In 1968, Jimi Hendrix and his manager Michael Jeffery bought a newly defunct nightclub called The Generation located at 52 W 8th Street in New York’s Greenwich Village — a venue that Hendrix had frequented for impromptu performances and late-night jam sessions. The Generation had been known for live acts as diverse and legendary as Big Brother & the Holding Company, B.B. King, Chuck Berry, Dave Van Ronk, and Sly & the Family Stone. Instead of renaming the club and continuing with the live venue business model (Jimi’s original vision for the project), advisors Eddie Kramer and Jim Marron convinced Hendrix to convert the space into a professional recording studio. Architect, John Storyk, designed each structural detail, and from there the origins of New York’s famed Electric Lady was born. It would be the only artist-owned recording studio in existence at the time.
On August 26th, 1970, Hendrix hosted the grand opening of his psychedelic studio lair to fellow musicians and friends. Guests included Steve Winwood, Eric Clapton, Ron Wood, and Patti Smith.
“I put on my straw hat and walked downtown, but when I got there, I couldn’t bring myself to go in,” recalls Patti Smith in her award winning memoir, Just Kids. “By chance, Jimi Hendrix came up the stairs and found me sitting there like some hick wallflower and grinned.
“He spent a little time with me on the stairs and told me his vision of what he wanted to do with the studio. He dreamed of amassing musicians from all over the world in Woodstock and they would sit in a field in a circle and play and play. It didn’t matter what key or tempo or what melody, they would keep on playing through their discordance until they found a common language. Eventually they would record this abstract universal language of music in his new studio.
“’The language of peace.
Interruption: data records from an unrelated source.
//! Response shapes for blocks, transactions and logs.
//!
//! Quantities go through the numeric codec, so every integer on the wire is
//! minimal `0x` hex.

use alloy_primitives::{Address, Bytes, B256};
use serde::Serialize;

use chainmirror_core::quantity::{encode_u256, encode_u64};
use chainmirror_core::types::{Block, LogEntry, Transaction};

/// RPC representation of a log.
#[derive(Debug, Clone, Serialize)]
#[serde(rename_all = "camelCase")]
pub struct RpcLog {
    /// Sender of the emitting transaction.
    pub address: Address,
    pub topics: Vec<B256>,
    pub data: Bytes,
    pub block_number: String,
    pub block_hash: B256,
    pub transaction_hash: B256,
    pub transaction_index: String,
    pub log_index: String,
    pub removed: bool,
}

impl From<&LogEntry> for RpcLog {
    fn from(entry: &LogEntry) -> Self {
        Self {
            address: entry.address,
            topics: entry.topics.clone(),
            data: entry.data.clone(),
            block_number: encode_u64(entry.block_number),
            block_hash: entry.block_hash,
            transaction_hash: entry.tx_hash,
            transaction_index: encode_u64(entry.tx_index as u64),
            log_index: encode_u64(entry.log_index as u64),
            removed: false,
        }
    }
}

/// RPC representation of a transaction.
#[derive(Debug, Clone, Serialize)]
#[serde(rename_all = "camelCase")]
pub struct RpcTransaction {
    pub hash: B256,
    pub nonce: String,
    pub block_hash: B256,
    pub block_number: String,
    pub transaction_index: String,
    pub from: Address,
    /// `null` for contract creation.
    pub to: Option<Address>,
    pub value: String,
    pub input: Bytes,
    pub v: String,
    pub r: String,
    pub s: String,
}

impl From<&Transaction> for RpcTransaction {
    fn from(tx: &Transaction) -> Self {
        Self {
            hash: tx.data.hash,
            nonce: encode_u64(tx.data.nonce),
            block_hash: tx.block_hash,
            block_number: encode_u64(tx.block_number),
            transaction_index: encode_u64(tx.tx_index as u64),
            from: tx.data.from,
            to: tx.data.to,
            value: encode_u256(tx.data.value),
            input: tx.data.input.clone(),
            v: encode_u256(tx.data.v),
            r: encode_u256(tx.data.r),
            s: encode_u256(tx.data.s),
        }
    }
}

/// Transactions of a block: hashes, or full objects when requested.
#[derive(Debug, Clone, Serialize)]
#[serde(untagged)]
pub enum BlockTransactions {
    Hashes(Vec<B256>),
    Full(Vec<RpcTransaction>),
}

/// RPC representation of a block.
#[derive(Debug, Clone, Serialize)]
#[serde(rename_all = "camelCase")]
pub struct RpcBlock {
    pub number: String,
    pub hash: B256,
    pub parent_hash: B256,
    pub timestamp: String,
    pub size: String,
    pub gas_limit: String,
    pub gas_used: String,
    pub transactions_root: B256,
    pub state_root: B256,
    pub receipts_root: B256,
    pub transactions: BlockTransactions,
    pub uncles: Vec<B256>,
}

impl RpcBlock {
    pub fn new(block: &Block, txs: &[Transaction], full: bool) -> Self {
        let transactions = if full {
            BlockTransactions::Full(txs.iter().map(RpcTransaction::from).collect())
        } else {
            BlockTransactions::Hashes(txs.iter().map(|t| t.data.hash).collect())
        };
        Self {
            number: encode_u64(block.number),
            hash: block.hash,
            parent_hash: block.parent_hash,
            timestamp: encode_u64(block.timestamp),
            size: encode_u64(block.size),
            gas_limit: encode_u64(block.gas_limit),
            gas_used: encode_u64(block.gas_used),
            transactions_root: block.transactions_root,
            state_root: block.state_root,
            receipts_root: block.receipts_root,
            transactions,
            uncles: vec![],
        }
    }
}

#[cfg(test)]
mod tests {
    use super::*;
    use alloy_primitives::U256;
    use chainmirror_core::types::TransactionData;
    use serde_json::json;

    fn stored_tx() -> Transaction {
        Transaction {
            block_number: 16,
            block_hash: B256::repeat_byte(0xbb),
            tx_index: 2,
            data: TransactionData {
                hash: B256::repeat_byte(0xaa),
                from: Address::repeat_byte(0x01),
                to: None,
                nonce: 0,
                value: U256::from(1u128 << 70),
                input: Bytes::from(vec![0xca, 0xfe]),
                v: U256::from(27u8),
                r: U256::from(255u8),
                s: U256::ZERO,
            },
        }
    }

    #[test]
    fn transaction_quantities_are_minimal_hex() {
        let value = serde_json::to_value(RpcTransaction::from(&stored_tx())).unwrap();
        assert_eq!(value["blockNumber"], json!("0x10"));
        assert_eq!(value["transactionIndex"], json!("0x2"));
        assert_eq!(value["nonce"], json!("0x0"));
        assert_eq!(value["value"], json!("0x400000000000000000"));
        assert_eq!(value["r"], json!("0xff"));
        assert_eq!(value["s"], json!("0x0"));
        assert_eq!(value["input"], json!("0xcafe"));
        assert!(value["to"].is_null());
    }

    #[test]
    fn block_lists_hashes_or_objects() {
        let block = Block {
            number: 0,
            hash: B256::repeat_byte(0xbb),
            parent_hash: B256::ZERO,
            timestamp: 1_700_000_000,
            size: 0,
            gas_limit: 30_000_000,
            gas_used: 0,
            transactions_root: B256::ZERO,
            state_root: B256::ZERO,
            receipts_root: B256::ZERO,
        };
        let txs = vec![stored_tx()];

        let hashes = serde_json::to_value(RpcBlock::new(&block, &txs, false)).unwrap();
        assert_eq!(hashes["number"], json!("0x0"));
        assert_eq!(hashes["gasLimit"], json!("0x1c9c380"));
        assert!(hashes["transactions"][0].is_string());

        let full = serde_json::to_value(RpcBlock::new(&block, &txs, true)).unwrap();
        assert_eq!(full["transactions"][0]["transactionIndex"], json!("0x2"));
    }

    #[test]
    fn log_is_never_removed() {
        let entry = LogEntry {
            event_id: 9,
            block_number: 255,
            block_hash: B256::ZERO,
            tx_hash: B256::ZERO,
            tx_index: 1,
            log_index: 3,
            address: Address::ZERO,
            topics: vec![],
            data: Bytes::new(),
        };
        let value = serde_json::to_value(RpcLog::from(&entry)).unwrap();
        assert_eq!(value["blockNumber"], json!("0xff"));
        assert_eq!(value["logIndex"], json!("0x3"));
        assert_eq!(value["removed"], json!(false));
        assert_eq!(value["data"], json!("0x"));
    }
}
You dig?’ I did.”
Today, Electric Lady Studios is made famous by Jimi Hendrix and classic 70s sessions with The Rolling Stones, Led Zeppelin, Stevie Wonder, David Bowie, and Patti Smith, among others, and maintains its reputation as the most hallowed grounds for recorded music. It is the oldest working and thriving recording studio in New York City.
Recent projects include: Bleachers, Frank Ocean, St. Vincent, Adele, Japanese Breakfast, Jon Batiste, Clairo, Taylor Swift, and Lorde.